According to another legal document from 2012 cited in the British press, they were part of “a network of United Kingdom and East African-based Islamist extremists involved in the provision of funds and equipment to Somalia for terrorism-related purposes.”
There were parallels in the lives of many of the North London Boys. Both Berjawi, whose family came to Britain from Lebanon when he was a baby, and Emwazi, who spent the first six years of his life in Kuwait, tried at different points to return to their native countries.
Both were denied entry after coming to the attention of the security services.
Emwazi and Berjawi, and several others who later became foreign fighters, had previously complained to Cage, a British advocacy organization, about what they described as harassment at the hands of the British security services, including long detentions at airports and apparent efforts to recruit them.
In a case involving the United States, a Somali-born Briton who had also left north London for Somalia, Mahdi Hashi, was captured and detained at a U.S. base in Djibouti in August 2012. He was later taken to the United States, where he awaits trial on terrorism-related charges. He denies any links to al-Shabab and said he went to live in Somalia, partly to escape a hostile environment in Britain and partly to look after his ailing grandmother.
According to his father, Hashi was aggressively approached by the security services. They said they wanted to recruit him as an informer, but he refused. In an interview last year, his father described how agents would follow his son and call his mobile phone when he was only 16.
“He was still the age when I told him when to go to bed,” said the father, who preferred not to have his full name disclosed. “He was just a child.”
Once, he was present when his son’s mobile rang. Hashi looked at the display and refused to answer.
“It’s them again,” he told his father. The next moment, his father’s phone rang. When he picked up, he said a man said: “This is David from MI5, please pass me your son.”
What followed, according to Hashi’s father, were several years of intermittent harassment, long detentions at airports when the family traveled to Syria or Egypt for Arabic and Quran lessons, and “threatening” approaches on the street, insinuating that if Hashi did not cooperate with the services, his “life would be made hell.” In Somalia, before his capture by U.S. troops, Hashi was also stripped of his British citizenship.
Researchers estimate that some 100 Britons have attempted to join al-Shabab in recent years, among them Michael Adebolajo, one of the two men who murdered the British soldier Lee Rigby on a London street. Adebolajo was also stopped on his way and sent back to Britain.
But by 2013, after the upheaval of the Arab Spring, Somalia had become less appealing as a jihadi destination, with the emergence of alternative battlefields from Syria to North Africa.
One of the first British fighters to be killed in Syria in November that year was Mohammed el-Araj, also from northwest London. He had joined the battle in Syria after being sentenced to 18 months in prison for his role in a protest outside the Israeli Embassy in London that turned violent. Some of his friends told the British news media at the time that the sentence had been too harsh and had helped radicalize him.

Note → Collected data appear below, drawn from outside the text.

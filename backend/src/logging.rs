//! Logging setup using `tracing` and `tracing-subscriber`.
//!
//! Pipeline stages emit `tracing` events; the binary installs a subscriber
//! once at startup. Output goes to stderr so stdout stays free for reports.
//!
//! # Log Levels
//!
//! - `error`: fatal pipeline errors
//! - `info`: stage progress and summary counts (default)
//! - `debug`: per-stage row counts and file paths (`-v`)
//! - `trace`: per-row events such as filled `children` values (`-vv`)
//!
//! `RUST_LOG` takes precedence over the verbosity flag when set.

use std::io;

use tracing::Level;
use tracing_subscriber::{
    fmt, layer::SubscriberExt, util::SubscriberInitExt, util::TryInitError, EnvFilter,
};

/// Log output format.
#[derive(Debug, Clone, Copy, Default, PartialEq, Eq)]
pub enum LogFormat {
    /// Multi-field human-readable lines.
    #[default]
    Pretty,
    /// Compact single-line format.
    Compact,
}

/// Configuration for logging behavior.
#[derive(Debug, Clone)]
pub struct LogConfig {
    pub level: Level,
    pub format: LogFormat,
    pub with_ansi: bool,
    pub with_target: bool,
}

impl Default for LogConfig {
    fn default() -> Self {
        Self {
            level: Level::INFO,
            format: LogFormat::default(),
            with_ansi: true,
            with_target: false,
        }
    }
}

impl LogConfig {
    /// - 0: info
    /// - 1 (`-v`): debug
    /// - 2+ (`-vv`): trace
    #[must_use]
    pub fn from_verbosity(verbosity: u8) -> Self {
        let level = match verbosity {
            0 => Level::INFO,
            1 => Level::DEBUG,
            _ => Level::TRACE,
        };
        Self {
            level,
            ..Default::default()
        }
    }

    /// Filter directive used when `RUST_LOG` is unset.
    pub fn default_directive(&self) -> String {
        format!("hotel_ontology={}", self.level)
    }
}

fn build_env_filter(config: &LogConfig) -> EnvFilter {
    EnvFilter::try_from_default_env().unwrap_or_else(|_| EnvFilter::new(config.default_directive()))
}

/// Install the global subscriber. Fails if one is already installed.
pub fn init_logging(config: &LogConfig) -> Result<(), TryInitError> {
    let filter = build_env_filter(config);

    match config.format {
        LogFormat::Pretty => tracing_subscriber::registry()
            .with(filter)
            .with(
                fmt::layer()
                    .with_writer(io::stderr)
                    .with_ansi(config.with_ansi)
                    .with_target(config.with_target)
                    .without_time(),
            )
            .try_init(),
        LogFormat::Compact => tracing_subscriber::registry()
            .with(filter)
            .with(
                fmt::layer()
                    .compact()
                    .with_writer(io::stderr)
                    .with_ansi(config.with_ansi)
                    .with_target(config.with_target)
                    .without_time(),
            )
            .try_init(),
    }
}
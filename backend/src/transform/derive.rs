//! Guest and night totals.

use crate::models::{BookingRecord, DerivedRecord};

/// Add `total_guests` and `stay_duration` to one booking.
///
/// Sums saturate at `u32::MAX`.
pub fn derive_record(booking: BookingRecord) -> DerivedRecord {
    let total_guests = booking
        .adults
        .saturating_add(booking.children)
        .saturating_add(booking.babies);
    let stay_duration = booking
        .stays_in_weekend_nights
        .saturating_add(booking.stays_in_week_nights);

    DerivedRecord {
        booking,
        total_guests,
        stay_duration,
    }
}

/// Derive totals for every booking, preserving order.
pub fn derive_all(bookings: Vec<BookingRecord>) -> Vec<DerivedRecord> {
    bookings.into_iter().map(derive_record).collect()
}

It was also in 2013, around the same time as Emwazi disappeared, that an amateur rapper who grew up just a few streets away left to fight in Syria. That man, Abdel-Majed Abdel Bary, is the son of Adel Abdul Bary, an Egyptian who pleaded guilty in New York last year to terrorism charges related to al-Qaida’s bombings in East Africa and was Osama bin Laden’s spokesman in London in the 1990s. In August last year, his son posted the notorious photo of himself with a severed head, alongside the words “Chillin’ with my other homie, or what’s left of him.”